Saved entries
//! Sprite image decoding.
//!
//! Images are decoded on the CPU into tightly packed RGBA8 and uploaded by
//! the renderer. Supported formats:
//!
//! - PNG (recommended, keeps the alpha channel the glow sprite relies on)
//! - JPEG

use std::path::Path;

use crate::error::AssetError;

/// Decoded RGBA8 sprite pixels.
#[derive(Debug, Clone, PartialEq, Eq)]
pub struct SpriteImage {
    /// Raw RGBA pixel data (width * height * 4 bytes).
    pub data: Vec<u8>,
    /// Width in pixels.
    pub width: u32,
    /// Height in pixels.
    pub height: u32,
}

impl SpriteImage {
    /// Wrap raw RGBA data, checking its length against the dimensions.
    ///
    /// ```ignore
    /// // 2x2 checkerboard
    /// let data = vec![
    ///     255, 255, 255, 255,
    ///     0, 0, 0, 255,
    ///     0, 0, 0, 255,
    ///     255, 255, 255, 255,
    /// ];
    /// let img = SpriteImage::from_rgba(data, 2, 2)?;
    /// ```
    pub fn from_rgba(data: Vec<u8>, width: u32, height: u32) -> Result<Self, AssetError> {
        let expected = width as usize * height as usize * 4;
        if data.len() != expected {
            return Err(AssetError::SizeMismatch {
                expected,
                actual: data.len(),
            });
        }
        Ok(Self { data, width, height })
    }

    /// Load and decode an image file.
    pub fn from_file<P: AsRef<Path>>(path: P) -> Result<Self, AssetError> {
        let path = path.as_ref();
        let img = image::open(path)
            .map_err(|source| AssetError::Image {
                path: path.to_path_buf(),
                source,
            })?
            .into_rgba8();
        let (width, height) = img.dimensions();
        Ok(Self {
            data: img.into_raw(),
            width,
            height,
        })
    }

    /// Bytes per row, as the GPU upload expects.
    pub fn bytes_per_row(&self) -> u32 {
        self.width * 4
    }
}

* * *

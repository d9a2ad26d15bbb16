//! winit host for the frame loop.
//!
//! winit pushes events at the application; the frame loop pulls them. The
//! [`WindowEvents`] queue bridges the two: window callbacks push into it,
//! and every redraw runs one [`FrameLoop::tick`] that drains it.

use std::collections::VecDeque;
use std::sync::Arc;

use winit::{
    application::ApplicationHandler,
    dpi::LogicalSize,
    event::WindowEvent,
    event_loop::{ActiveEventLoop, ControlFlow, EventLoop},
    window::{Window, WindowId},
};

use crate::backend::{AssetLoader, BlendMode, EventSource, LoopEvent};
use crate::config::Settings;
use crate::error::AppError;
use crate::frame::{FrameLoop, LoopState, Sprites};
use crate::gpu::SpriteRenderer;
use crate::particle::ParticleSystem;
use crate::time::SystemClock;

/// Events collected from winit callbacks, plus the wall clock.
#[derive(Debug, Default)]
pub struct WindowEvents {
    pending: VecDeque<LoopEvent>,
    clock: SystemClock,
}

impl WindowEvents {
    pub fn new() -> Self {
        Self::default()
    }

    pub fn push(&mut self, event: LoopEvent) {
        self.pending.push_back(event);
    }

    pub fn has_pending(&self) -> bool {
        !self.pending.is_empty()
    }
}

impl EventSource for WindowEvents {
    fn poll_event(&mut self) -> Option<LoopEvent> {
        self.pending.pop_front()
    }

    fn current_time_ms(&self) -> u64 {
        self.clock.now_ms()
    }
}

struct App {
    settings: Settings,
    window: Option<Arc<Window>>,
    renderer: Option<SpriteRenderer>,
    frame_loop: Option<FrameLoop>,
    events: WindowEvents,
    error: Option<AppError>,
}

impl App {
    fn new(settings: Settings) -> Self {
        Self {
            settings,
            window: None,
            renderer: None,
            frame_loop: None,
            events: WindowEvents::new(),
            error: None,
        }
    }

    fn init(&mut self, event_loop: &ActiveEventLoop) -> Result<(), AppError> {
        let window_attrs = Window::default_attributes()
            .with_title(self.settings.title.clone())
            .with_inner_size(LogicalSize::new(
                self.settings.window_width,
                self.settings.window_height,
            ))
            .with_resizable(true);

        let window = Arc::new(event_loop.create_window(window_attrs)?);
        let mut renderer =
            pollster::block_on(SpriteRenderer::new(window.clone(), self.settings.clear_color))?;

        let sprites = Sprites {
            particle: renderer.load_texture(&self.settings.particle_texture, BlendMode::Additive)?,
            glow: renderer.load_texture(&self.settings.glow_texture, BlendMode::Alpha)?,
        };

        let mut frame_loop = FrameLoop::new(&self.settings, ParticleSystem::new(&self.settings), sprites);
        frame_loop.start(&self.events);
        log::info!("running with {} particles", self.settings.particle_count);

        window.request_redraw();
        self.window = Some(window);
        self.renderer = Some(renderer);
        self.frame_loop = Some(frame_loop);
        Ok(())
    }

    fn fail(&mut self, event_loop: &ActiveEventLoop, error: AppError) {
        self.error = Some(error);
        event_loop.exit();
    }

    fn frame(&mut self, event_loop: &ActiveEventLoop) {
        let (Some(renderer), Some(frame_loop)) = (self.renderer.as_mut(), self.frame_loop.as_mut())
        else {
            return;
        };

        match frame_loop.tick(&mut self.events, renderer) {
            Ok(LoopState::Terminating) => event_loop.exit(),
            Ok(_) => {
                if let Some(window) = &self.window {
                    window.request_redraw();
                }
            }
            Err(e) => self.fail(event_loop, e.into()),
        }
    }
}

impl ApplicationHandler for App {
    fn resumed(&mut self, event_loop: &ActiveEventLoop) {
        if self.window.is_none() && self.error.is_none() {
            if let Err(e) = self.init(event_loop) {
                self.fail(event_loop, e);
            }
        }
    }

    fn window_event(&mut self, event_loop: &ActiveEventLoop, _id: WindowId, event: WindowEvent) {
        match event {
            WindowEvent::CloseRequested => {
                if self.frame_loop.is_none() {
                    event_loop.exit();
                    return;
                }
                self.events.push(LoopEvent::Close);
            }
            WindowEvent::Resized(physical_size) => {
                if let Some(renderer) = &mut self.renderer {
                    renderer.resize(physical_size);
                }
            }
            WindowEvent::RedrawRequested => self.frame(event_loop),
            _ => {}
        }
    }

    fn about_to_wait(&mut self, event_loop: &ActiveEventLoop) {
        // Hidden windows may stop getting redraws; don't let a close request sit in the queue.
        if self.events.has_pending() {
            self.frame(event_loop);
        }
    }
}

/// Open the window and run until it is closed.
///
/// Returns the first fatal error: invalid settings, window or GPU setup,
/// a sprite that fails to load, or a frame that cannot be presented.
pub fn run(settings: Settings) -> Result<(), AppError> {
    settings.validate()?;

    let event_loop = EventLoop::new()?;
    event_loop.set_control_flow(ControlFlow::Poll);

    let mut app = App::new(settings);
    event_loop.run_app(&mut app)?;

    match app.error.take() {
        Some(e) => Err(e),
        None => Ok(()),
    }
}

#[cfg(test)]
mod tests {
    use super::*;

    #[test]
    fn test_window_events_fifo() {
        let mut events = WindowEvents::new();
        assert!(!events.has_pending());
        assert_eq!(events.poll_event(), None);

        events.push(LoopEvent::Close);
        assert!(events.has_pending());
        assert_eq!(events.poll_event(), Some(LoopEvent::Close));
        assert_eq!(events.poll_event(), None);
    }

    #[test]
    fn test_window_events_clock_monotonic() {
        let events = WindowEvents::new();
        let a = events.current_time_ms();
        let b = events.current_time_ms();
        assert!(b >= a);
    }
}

--

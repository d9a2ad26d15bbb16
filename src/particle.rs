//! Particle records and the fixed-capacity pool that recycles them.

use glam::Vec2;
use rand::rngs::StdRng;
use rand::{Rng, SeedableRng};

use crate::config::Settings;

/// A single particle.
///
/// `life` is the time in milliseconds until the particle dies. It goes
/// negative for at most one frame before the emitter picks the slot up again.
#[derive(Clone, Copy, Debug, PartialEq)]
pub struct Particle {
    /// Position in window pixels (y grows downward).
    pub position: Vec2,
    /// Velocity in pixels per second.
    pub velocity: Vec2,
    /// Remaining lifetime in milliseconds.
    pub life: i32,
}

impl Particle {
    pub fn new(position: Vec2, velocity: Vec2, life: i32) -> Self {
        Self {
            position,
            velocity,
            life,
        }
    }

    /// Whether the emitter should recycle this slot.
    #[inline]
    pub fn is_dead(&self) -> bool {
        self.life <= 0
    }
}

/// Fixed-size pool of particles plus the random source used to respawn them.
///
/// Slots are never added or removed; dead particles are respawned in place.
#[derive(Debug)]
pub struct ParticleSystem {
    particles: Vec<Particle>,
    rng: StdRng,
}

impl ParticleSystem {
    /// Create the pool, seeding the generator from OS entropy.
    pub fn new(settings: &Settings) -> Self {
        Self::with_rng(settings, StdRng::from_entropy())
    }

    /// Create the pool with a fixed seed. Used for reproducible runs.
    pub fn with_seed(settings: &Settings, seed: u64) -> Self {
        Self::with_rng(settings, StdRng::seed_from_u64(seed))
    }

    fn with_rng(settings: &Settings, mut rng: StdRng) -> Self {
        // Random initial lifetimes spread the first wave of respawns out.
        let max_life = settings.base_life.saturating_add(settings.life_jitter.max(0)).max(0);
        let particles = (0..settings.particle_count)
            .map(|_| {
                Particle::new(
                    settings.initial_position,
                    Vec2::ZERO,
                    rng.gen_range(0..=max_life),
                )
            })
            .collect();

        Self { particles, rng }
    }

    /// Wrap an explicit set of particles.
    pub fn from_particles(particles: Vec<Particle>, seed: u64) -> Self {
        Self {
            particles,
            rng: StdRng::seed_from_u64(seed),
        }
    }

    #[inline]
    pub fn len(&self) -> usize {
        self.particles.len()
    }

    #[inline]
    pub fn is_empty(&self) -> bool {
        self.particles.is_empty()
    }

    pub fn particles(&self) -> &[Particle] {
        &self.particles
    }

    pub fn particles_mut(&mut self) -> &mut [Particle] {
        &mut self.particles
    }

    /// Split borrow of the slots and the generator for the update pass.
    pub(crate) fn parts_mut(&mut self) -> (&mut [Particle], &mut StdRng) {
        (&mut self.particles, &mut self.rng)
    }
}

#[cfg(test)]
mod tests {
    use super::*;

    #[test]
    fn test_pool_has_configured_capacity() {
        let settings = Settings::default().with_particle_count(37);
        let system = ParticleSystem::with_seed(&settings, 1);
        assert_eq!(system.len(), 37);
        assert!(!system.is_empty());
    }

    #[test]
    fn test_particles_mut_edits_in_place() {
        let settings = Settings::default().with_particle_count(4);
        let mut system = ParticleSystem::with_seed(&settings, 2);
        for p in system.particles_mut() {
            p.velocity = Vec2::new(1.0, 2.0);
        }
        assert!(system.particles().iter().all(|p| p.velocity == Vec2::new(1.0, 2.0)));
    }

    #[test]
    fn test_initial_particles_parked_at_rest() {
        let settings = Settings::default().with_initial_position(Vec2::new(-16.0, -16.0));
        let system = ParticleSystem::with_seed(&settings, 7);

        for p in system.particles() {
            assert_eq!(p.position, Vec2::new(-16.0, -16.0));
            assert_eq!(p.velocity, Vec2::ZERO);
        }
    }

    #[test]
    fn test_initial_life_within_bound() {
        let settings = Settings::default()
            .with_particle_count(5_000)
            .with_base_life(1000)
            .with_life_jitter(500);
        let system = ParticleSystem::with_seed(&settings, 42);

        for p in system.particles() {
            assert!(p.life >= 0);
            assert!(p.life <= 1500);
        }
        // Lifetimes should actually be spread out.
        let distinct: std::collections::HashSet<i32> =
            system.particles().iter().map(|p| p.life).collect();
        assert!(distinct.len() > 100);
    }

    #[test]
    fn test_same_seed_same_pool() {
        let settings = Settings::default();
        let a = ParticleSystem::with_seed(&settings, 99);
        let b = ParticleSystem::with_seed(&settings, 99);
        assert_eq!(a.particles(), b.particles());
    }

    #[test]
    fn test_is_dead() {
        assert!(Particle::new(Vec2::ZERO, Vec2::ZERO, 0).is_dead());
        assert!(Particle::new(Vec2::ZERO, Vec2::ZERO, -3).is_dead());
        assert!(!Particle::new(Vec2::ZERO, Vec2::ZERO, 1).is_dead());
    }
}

**Work order:** Only the lines above starting at the one containing "Self::with_rng(settings, StdRng::from_entropy())" and ending at the one containing "of respawns out.", both included, are to be returned, exactly as they read.

**Written solution:**
        Self::with_rng(settings, StdRng::from_entropy())
    }

    /// Create the pool with a fixed seed. Used for reproducible runs.
    pub fn with_seed(settings: &Settings, seed: u64) -> Self {
        Self::with_rng(settings, StdRng::seed_from_u64(seed))
    }

    fn with_rng(settings: &Settings, mut rng: StdRng) -> Self {
        // Random initial lifetimes spread the first wave of respawns out.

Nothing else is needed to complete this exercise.